Duda, the software developer from BlackBridge in Lethbridge, Alberta, got the chance to learn more about Esri's ArcGIS API for Flex, which his company, a satellite imagery provider, is considering using for an application that one of its customers needs for mapping where to spray drilling mud (mud extracted during the drilling of oil wells) onto farmers' fields.
"We have a service that allows [technicians] to bring up satellite imagery of the farmer's field they intend to spray on," said Duda. Regulations prevent the spraying of drilling waste too close to water bodies, and rules govern spraying over buried pipelines.
"We allow the technician to plot the area he intends to spray and then download the GIS information into the vehicle that will actually spray the waste. This allows it to stop spraying the waste if it is too close to a water body," said Duda. After the spraying ends, GPS information from the vehicle is uploaded back into the application, which later goes into a report to the government, along with a satellite imagery page showing the area sprayed.
The summit gave Duda the chance to investigate using ArcGIS API for Flex for the application's mapping solution. "It's pretty much exactly what we want," he said, citing a "robust suite of tools" for custom drawing and more.

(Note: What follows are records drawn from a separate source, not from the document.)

//! Resumable crawler for a blog's monthly archive.
//!
//! Pages and images are fetched through a sharded on-disk cache that also
//! remembers permanent failures, and posts and images are persisted with
//! natural-key upserts. A run can be killed at any point and simply started
//! again.

pub mod blog;
pub mod cache;
pub mod config;
pub mod crawl;
pub mod db;
mod error;
pub mod fetcher;
pub mod image_meta;
pub mod model;

pub use blog::{Extractor, SelectorExtractor};
pub use cache::{CacheKey, CacheLookup, ContentCache};
pub use config::Config;
pub use crawl::{CrawlDriver, CrawlStats, Period};
pub use db::{IdempotentStore, SqliteStore};
pub use error::{Error, Result};
pub use fetcher::{Disposition, FailurePolicy, FetchOptions, FetchResult, Fetcher, ResourceKind};
pub use image_meta::{BasicImageDecoder, ImageDecoder};
pub use model::{Image, ImageId, ImageMeta, Post, PostDocument, PostId};
use chrono::{DateTime, FixedOffset};
use rusqlite::{Connection, OptionalExtension, Row, params};
use std::path::Path;
use tracing::{Span, debug, info};

use crate::Result;
use crate::model::{Image, ImageId, ImageMeta, Post, PostId};

/// Persistence keyed by natural keys. Every call commits on its own, so a
/// post saved without all of its images is a valid state to resume from.
pub trait IdempotentStore {
    /// Inserts the post or refreshes title, timestamps and tags of the
    /// existing row. The id for a URL never changes.
    fn upsert_post(&self, post: &Post) -> Result<PostId>;

    fn image_exists(&self, post_id: PostId, url: &str) -> Result<bool>;

    /// Inserts the image unless `(post_id, url)` is already recorded. An
    /// existing row is returned untouched: images are write-once.
    fn insert_image_if_absent(&self, image: &Image) -> Result<ImageId>;
}

pub struct SqliteStore {
    conn: Connection,
    span: Span,
}

impl SqliteStore {
    pub fn open(path: impl AsRef<Path>) -> Result<Self> {
        Self::from_connection(Connection::open(path)?)
    }

    pub fn open_in_memory() -> Result<Self> {
        Self::from_connection(Connection::open_in_memory()?)
    }

    pub fn from_connection(conn: Connection) -> Result<Self> {
        init(&conn)?;
        Ok(Self {
            conn,
            span: Span::current(),
        })
    }

    pub fn with_span(mut self, span: Span) -> Self {
        self.span = span;
        self
    }

    pub fn post_id(&self, url: &str) -> Result<Option<PostId>> {
        let id = self
            .conn
            .query_row("SELECT id FROM post WHERE url = ?1", [url], |row| row.get(0))
            .optional()?;
        Ok(id)
    }

    pub fn get_post(&self, url: &str) -> Result<Option<(PostId, Post)>> {
        let row = self
            .conn
            .query_row(
                "
                SELECT id, url, title, date_published, date_modified, tags
                FROM post
                WHERE url = ?1
                ",
                [url],
                |row| {
                    Ok((
                        row.get::<_, PostId>(0)?,
                        row.get::<_, String>(1)?,
                        row.get::<_, String>(2)?,
                        row.get::<_, Option<DateTime<FixedOffset>>>(3)?,
                        row.get::<_, Option<DateTime<FixedOffset>>>(4)?,
                        row.get::<_, String>(5)?,
                    ))
                },
            )
            .optional()?;

        let Some((id, url, title, published, modified, tags)) = row else {
            return Ok(None);
        };
        let post = Post {
            url,
            title,
            published,
            modified,
            tags: serde_json::from_str(&tags)?,
        };
        Ok(Some((id, post)))
    }

    pub fn get_image(&self, post_id: PostId, url: &str) -> Result<Option<(ImageId, Image)>> {
        let image = self
            .conn
            .query_row(
                "
                SELECT id, post_id, url, width, height, file_size, camera_model,
                       focal_length, exposure_time, date_time, aperture_value, iso
                FROM image
                WHERE post_id = ?1 AND url = ?2
                ",
                params![post_id, url],
                image_from_row,
            )
            .optional()?;
        Ok(image)
    }

    pub fn count_images(&self) -> Result<i64> {
        let count = self
            .conn
            .query_row("SELECT COUNT(*) FROM image", [], |row| row.get(0))?;
        Ok(count)
    }
}

fn image_from_row(row: &Row<'_>) -> rusqlite::Result<(ImageId, Image)> {
    let file_size: i64 = row.get(5)?;
    Ok((
        row.get(0)?,
        Image {
            post_id: row.get(1)?,
            url: row.get(2)?,
            meta: ImageMeta {
                width: row.get(3)?,
                height: row.get(4)?,
                file_size: u64::try_from(file_size).unwrap_or_default(),
                camera_model: row.get(6)?,
                focal_length: row.get(7)?,
                exposure_time: row.get(8)?,
                date_time: row.get(9)?,
                aperture_value: row.get(10)?,
                iso: row.get(11)?,
            },
        },
    ))
}

// Initialize database and tables
pub fn init(conn: &Connection) -> Result<()> {
    conn.pragma_update_and_check(None, "journal_mode", "WAL", |row| row.get::<_, String>(0))?;
    conn.pragma_update(None, "synchronous", "NORMAL")?;
    conn.pragma_update(None, "foreign_keys", "ON")?;

    conn.execute_batch(
        "
        CREATE TABLE IF NOT EXISTS post (
            id INTEGER PRIMARY KEY AUTOINCREMENT,
            url TEXT NOT NULL UNIQUE,
            title TEXT NOT NULL,
            date_published TEXT,
            date_modified TEXT,
            tags TEXT NOT NULL DEFAULT '[]'
        );

        CREATE INDEX IF NOT EXISTS idx_post_date_published
            ON post (date_published);

        CREATE TABLE IF NOT EXISTS image (
            id INTEGER PRIMARY KEY AUTOINCREMENT,
            post_id INTEGER NOT NULL REFERENCES post (id),
            url TEXT NOT NULL,
            width INTEGER NOT NULL,
            height INTEGER NOT NULL,
            file_size INTEGER NOT NULL,
            camera_model TEXT,
            focal_length REAL,
            exposure_time REAL,
            date_time TEXT,
            aperture_value REAL,
            iso INTEGER,
            UNIQUE (post_id, url)
        );
        ",
    )?;

    Ok(())
}

impl IdempotentStore for SqliteStore {
    fn upsert_post(&self, post: &Post) -> Result<PostId> {
        let existed = self.post_id(&post.url)?.is_some();
        let tags = serde_json::to_string(&post.tags)?;
        let published = post.published.map(|d| d.to_rfc3339());
        let modified = post.modified.map(|d| d.to_rfc3339());

        let id: PostId = self.conn.query_row(
            "
            INSERT INTO post (url, title, date_published, date_modified, tags)
            VALUES (?1, ?2, ?3, ?4, ?5)
            ON CONFLICT(url) DO UPDATE SET
                title = excluded.title,
                date_published = excluded.date_published,
                date_modified = excluded.date_modified,
                tags = excluded.tags
            RETURNING id
            ",
            params![post.url, post.title, published, modified, tags],
            |row| row.get(0),
        )?;

        if existed {
            debug!(parent: &self.span, url = %post.url, id, "updated post");
        } else {
            info!(parent: &self.span, url = %post.url, id, title = %post.title, "new post");
        }
        Ok(id)
    }

    fn image_exists(&self, post_id: PostId, url: &str) -> Result<bool> {
        let exists = self.conn.query_row(
            "SELECT EXISTS (SELECT 1 FROM image WHERE post_id = ?1 AND url = ?2)",
            params![post_id, url],
            |row| row.get(0),
        )?;
        Ok(exists)
    }

    fn insert_image_if_absent(&self, image: &Image) -> Result<ImageId> {
        let meta = &image.meta;
        let file_size = i64::try_from(meta.file_size).unwrap_or(i64::MAX);

        let affected = self.conn.execute(
            "
            INSERT OR IGNORE INTO image
            (post_id, url, width, height, file_size, camera_model, focal_length,
             exposure_time, date_time, aperture_value, iso)
            VALUES (?1, ?2, ?3, ?4, ?5, ?6, ?7, ?8, ?9, ?10, ?11)
            ",
            params![
                image.post_id,
                image.url,
                meta.width,
                meta.height,
                file_size,
                meta.camera_model,
                meta.focal_length,
                meta.exposure_time,
                meta.date_time,
                meta.aperture_value,
                meta.iso
            ],
        )?;

        if affected > 0 {
            let id = self.conn.last_insert_rowid();
            info!(parent: &self.span, url = %image.url, post_id = image.post_id, id, "new image");
            return Ok(id);
        }

        let id = self.conn.query_row(
            "SELECT id FROM image WHERE post_id = ?1 AND url = ?2",
            params![image.post_id, image.url],
            |row| row.get(0),
        )?;
        debug!(parent: &self.span, url = %image.url, id, "image already recorded");
        Ok(id)
    }
}

#[cfg(test)]
mod tests {
    use super::*;
    use pretty_assertions::assert_eq;

    fn post(url: &str, title: &str) -> Post {
        Post {
            url: url.to_string(),
            title: title.to_string(),
            published: Some(DateTime::parse_from_rfc3339("2011-03-14T09:30:00+03:00").unwrap()),
            modified: None,
            tags: vec!["moscow".into(), "metro".into()],
        }
    }

    fn image(post_id: PostId, url: &str, width: u32) -> Image {
        Image {
            post_id,
            url: url.to_string(),
            meta: ImageMeta {
                width,
                height: 600,
                file_size: 123_456,
                camera_model: Some("Canon EOS 5D".into()),
                focal_length: Some(24.0),
                exposure_time: Some(0.008),
                date_time: None,
                aperture_value: Some(8.0),
                iso: Some(200),
            },
        }
    }

    #[test]
    fn upsert_post_is_idempotent() {
        let store = SqliteStore::open_in_memory().unwrap();
        let first = store.upsert_post(&post("http://blog/1.html", "Metro")).unwrap();
        let second = store.upsert_post(&post("http://blog/1.html", "Metro")).unwrap();
        assert_eq!(first, second);
    }

    #[test]
    fn upsert_post_keeps_id_and_takes_new_fields() {
        let store = SqliteStore::open_in_memory().unwrap();
        let id = store.upsert_post(&post("http://blog/1.html", "Old")).unwrap();

        let mut updated = post("http://blog/1.html", "New title");
        updated.tags = vec!["city".into()];
        updated.modified = Some(DateTime::parse_from_rfc3339("2012-01-01T00:00:00+00:00").unwrap());
        assert_eq!(store.upsert_post(&updated).unwrap(), id);

        let (stored_id, stored) = store.get_post("http://blog/1.html").unwrap().unwrap();
        assert_eq!(stored_id, id);
        assert_eq!(stored, updated);
    }

    #[test]
    fn timestamps_are_stored_as_rfc3339() {
        let store = SqliteStore::open_in_memory().unwrap();
        store.upsert_post(&post("http://blog/1.html", "Metro")).unwrap();

        let raw: String = store
            .conn
            .query_row("SELECT date_published FROM post", [], |row| row.get(0))
            .unwrap();
        assert_eq!(raw, "2011-03-14T09:30:00+03:00");

        let (_, stored) = store.get_post("http://blog/1.html").unwrap().unwrap();
        assert_eq!(stored.published, post("http://blog/1.html", "Metro").published);
    }

    #[test]
    fn distinct_urls_get_distinct_ids() {
        let store = SqliteStore::open_in_memory().unwrap();
        let a = store.upsert_post(&post("http://blog/a.html", "A")).unwrap();
        let b = store.upsert_post(&post("http://blog/b.html", "B")).unwrap();
        assert_ne!(a, b);
        assert_eq!(store.post_id("http://blog/b.html").unwrap(), Some(b));
        assert_eq!(store.post_id("http://blog/c.html").unwrap(), None);
    }

    #[test]
    fn images_are_write_once() {
        let store = SqliteStore::open_in_memory().unwrap();
        let post_id = store.upsert_post(&post("http://blog/1.html", "Metro")).unwrap();

        assert!(!store.image_exists(post_id, "http://img/1.jpg").unwrap());
        let first = store
            .insert_image_if_absent(&image(post_id, "http://img/1.jpg", 800))
            .unwrap();
        assert!(store.image_exists(post_id, "http://img/1.jpg").unwrap());

        let second = store
            .insert_image_if_absent(&image(post_id, "http://img/1.jpg", 1024))
            .unwrap();
        assert_eq!(first, second);

        let (_, stored) = store.get_image(post_id, "http://img/1.jpg").unwrap().unwrap();
        assert_eq!(stored, image(post_id, "http://img/1.jpg", 800));
        assert_eq!(store.count_images().unwrap(), 1);
    }

    #[test]
    fn same_image_url_under_two_posts_is_two_rows() {
        let store = SqliteStore::open_in_memory().unwrap();
        let a = store.upsert_post(&post("http://blog/a.html", "A")).unwrap();
        let b = store.upsert_post(&post("http://blog/b.html", "B")).unwrap();

        store.insert_image_if_absent(&image(a, "http://img/shared.jpg", 640)).unwrap();
        assert!(!store.image_exists(b, "http://img/shared.jpg").unwrap());
        store.insert_image_if_absent(&image(b, "http://img/shared.jpg", 640)).unwrap();
        assert_eq!(store.count_images().unwrap(), 2);
    }

    #[test]
    fn state_survives_reopen() {
        let dir = tempfile::TempDir::new().unwrap();
        let path = dir.path().join("crawler.db");

        let id = {
            let store = SqliteStore::open(&path).unwrap();
            let id = store.upsert_post(&post("http://blog/1.html", "Metro")).unwrap();
            store.insert_image_if_absent(&image(id, "http://img/1.jpg", 800)).unwrap();
            id
        };

        let store = SqliteStore::open(&path).unwrap();
        assert_eq!(store.post_id("http://blog/1.html").unwrap(), Some(id));
        assert!(store.image_exists(id, "http://img/1.jpg").unwrap());
    }
}
use futures::StreamExt;
use reqwest::{Client, Response, StatusCode};
use serde::Deserialize;
use std::time::Duration;
use tracing::{Span, debug, info, warn};

use crate::cache::{CacheKey, CacheLookup, ContentCache};
use crate::config::Config;
use crate::{Error, Result};

pub const DEFAULT_TIMEOUT: Duration = Duration::from_secs(10);

/// What a failed fetch leaves behind.
#[derive(Debug, Clone, Copy, PartialEq, Eq, Deserialize)]
#[serde(rename_all = "lowercase")]
pub enum Disposition {
    /// Recorded in the cache; later runs never retry.
    Permanent,
    /// Reported only; the next run tries again.
    Transient,
}

/// Classification of the three ways a fetch can fail.
#[derive(Debug, Clone, Copy, PartialEq, Eq, Deserialize)]
#[serde(default)]
pub struct FailurePolicy {
    /// Any status other than 200 and 404.
    pub http_status: Disposition,
    /// Connection, timeout or request construction failure before a response.
    pub connect: Disposition,
    /// Failure while reading the body.
    pub body_read: Disposition,
}

impl Default for FailurePolicy {
    fn default() -> Self {
        Self {
            http_status: Disposition::Permanent,
            connect: Disposition::Permanent,
            body_read: Disposition::Transient,
        }
    }
}

#[derive(Debug, Clone, Copy, Default, PartialEq, Eq)]
pub enum ResourceKind {
    /// Buffered in memory, then cached.
    #[default]
    Document,
    /// Streamed straight into the cache.
    Blob,
}

#[derive(Debug, Clone, Copy, Default)]
pub struct FetchOptions {
    pub force_refresh: bool,
    pub kind: ResourceKind,
}

impl FetchOptions {
    pub fn document() -> Self {
        Self::default()
    }

    pub fn blob() -> Self {
        Self {
            kind: ResourceKind::Blob,
            ..Self::default()
        }
    }

    pub fn force_refresh(mut self, force: bool) -> Self {
        self.force_refresh = force;
        self
    }
}

#[derive(Debug, Clone, PartialEq, Eq)]
pub enum FetchResult {
    Success(Vec<u8>),
    /// HTTP 404. Not cached; the resource may appear later.
    NotFoundRemote,
    TransientError(String),
    PermanentError(String),
}

/// HTTP retrieval in front of a [`ContentCache`].
pub struct Fetcher {
    client: Client,
    cache: ContentCache,
    policy: FailurePolicy,
    span: Span,
}

impl Fetcher {
    pub fn new(cache: ContentCache) -> Result<Self> {
        Self::with_timeout(cache, DEFAULT_TIMEOUT)
    }

    pub fn with_timeout(cache: ContentCache, timeout: Duration) -> Result<Self> {
        Self::build(
            cache,
            timeout,
            concat!("blog-archive-crawler/", env!("CARGO_PKG_VERSION")),
        )
    }

    pub fn from_config(cache: ContentCache, config: &Config) -> Result<Self> {
        Ok(Self::build(cache, config.timeout(), &config.user_agent)?.with_policy(config.failure_policy))
    }

    fn build(cache: ContentCache, timeout: Duration, user_agent: &str) -> Result<Self> {
        let client = Client::builder()
            .timeout(timeout)
            .user_agent(user_agent)
            .build()
            .map_err(Error::Network)?;

        Ok(Self {
            client,
            cache,
            policy: FailurePolicy::default(),
            span: Span::current(),
        })
    }

    pub fn with_policy(mut self, policy: FailurePolicy) -> Self {
        self.policy = policy;
        self
    }

    pub fn with_span(mut self, span: Span) -> Self {
        self.span = span;
        self
    }

    pub fn cache(&self) -> &ContentCache {
        &self.cache
    }

    /// Retrieves `locator`, preferring the cache unless `force_refresh` is set.
    ///
    /// Remote failures come back as [`FetchResult`] variants. `Err` is reserved
    /// for local failures such as an unwritable cache directory.
    pub async fn fetch(&self, locator: &str, opts: FetchOptions) -> Result<FetchResult> {
        if !opts.force_refresh {
            match self.cache.get(locator)? {
                CacheLookup::Hit(bytes) => {
                    debug!(parent: &self.span, url = locator, bytes = bytes.len(), "cache hit");
                    return Ok(FetchResult::Success(bytes));
                }
                CacheLookup::PermanentError(reason) => {
                    debug!(parent: &self.span, url = locator, %reason, "cached permanent error");
                    return Ok(FetchResult::PermanentError(reason));
                }
                CacheLookup::NotFound => {}
            }
        }

        debug!(parent: &self.span, url = locator, "requesting");
        let response = match self.client.get(locator).send().await {
            Ok(response) => response,
            Err(e) => return self.fail(locator, self.policy.connect, request_failure_reason(&e)),
        };

        let status = response.status();
        if status == StatusCode::NOT_FOUND {
            info!(parent: &self.span, url = locator, "not found (404)");
            return Ok(FetchResult::NotFoundRemote);
        }
        if status != StatusCode::OK {
            let reason = format!("InvalidHTTPStatusCode: {}", status.as_u16());
            return self.fail(locator, self.policy.http_status, reason);
        }

        let result = match opts.kind {
            ResourceKind::Document => self.store_buffered(locator, response).await?,
            ResourceKind::Blob => self.store_streamed(locator, response).await?,
        };

        if let FetchResult::Success(bytes) = &result {
            self.cache.clear_permanent_error(locator)?;
            info!(parent: &self.span, url = locator, bytes = bytes.len(), "fetched");
        }
        Ok(result)
    }

    async fn store_buffered(&self, locator: &str, response: Response) -> Result<FetchResult> {
        let bytes = match response.bytes().await {
            Ok(bytes) => bytes,
            Err(e) => return self.fail(locator, self.policy.body_read, body_failure_reason(&e)),
        };
        self.cache.put(locator, &bytes)?;
        Ok(FetchResult::Success(bytes.to_vec()))
    }

    async fn store_streamed(&self, locator: &str, response: Response) -> Result<FetchResult> {
        let mut writer = self.cache.writer(locator)?;
        let mut stream = response.bytes_stream();

        while let Some(chunk) = stream.next().await {
            match chunk {
                Ok(chunk) => writer.write_chunk(&chunk)?,
                Err(e) => {
                    // Dropping the writer removes the partial file.
                    drop(writer);
                    return self.fail(locator, self.policy.body_read, body_failure_reason(&e));
                }
            }
        }

        if writer.commit()? == 0 {
            return Ok(FetchResult::Success(Vec::new()));
        }
        // Only the committed file holds the body; it is read back once.
        let body = tokio::fs::read(self.cache.data_path(&CacheKey::for_locator(locator))).await?;
        Ok(FetchResult::Success(body))
    }

    fn fail(&self, locator: &str, disposition: Disposition, reason: String) -> Result<FetchResult> {
        match disposition {
            Disposition::Permanent => {
                self.cache.mark_permanent_error(locator, &reason)?;
                Ok(FetchResult::PermanentError(reason))
            }
            Disposition::Transient => {
                warn!(parent: &self.span, url = locator, %reason, "transient fetch failure");
                Ok(FetchResult::TransientError(reason))
            }
        }
    }
}

fn request_failure_reason(e: &reqwest::Error) -> String {
    if e.is_timeout() {
        "Timeout".to_string()
    } else if e.is_connect() {
        "ConnectionError".to_string()
    } else if e.is_builder() {
        "InvalidURL".to_string()
    } else {
        "RequestError".to_string()
    }
}

fn body_failure_reason(e: &reqwest::Error) -> String {
    if e.is_timeout() {
        "ReadTimeout".to_string()
    } else if e.is_decode() {
        "ContentDecodingError".to_string()
    } else {
        "ReadError".to_string()
    }
}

In his remarks at the plenary, Esri president Jack Dangermond encouraged the developers to share their knowledge with each other during the week. "I always have in my belief system that technology is going to answer the problems of the world," he said. "There are a lot of problems out there . . . The bright light is what you guys are doing and what we are doing collaboratively to be a counterforce to those issues [like] climate change and population growth."
Developers are on the front lines, building solutions with geospatial technology that will help users tackle problems. "We have to believe that we can make a difference, and you particularly—the developer community, working and innovating with our tools and making a difference—are extraordinarily important," Dangermond said.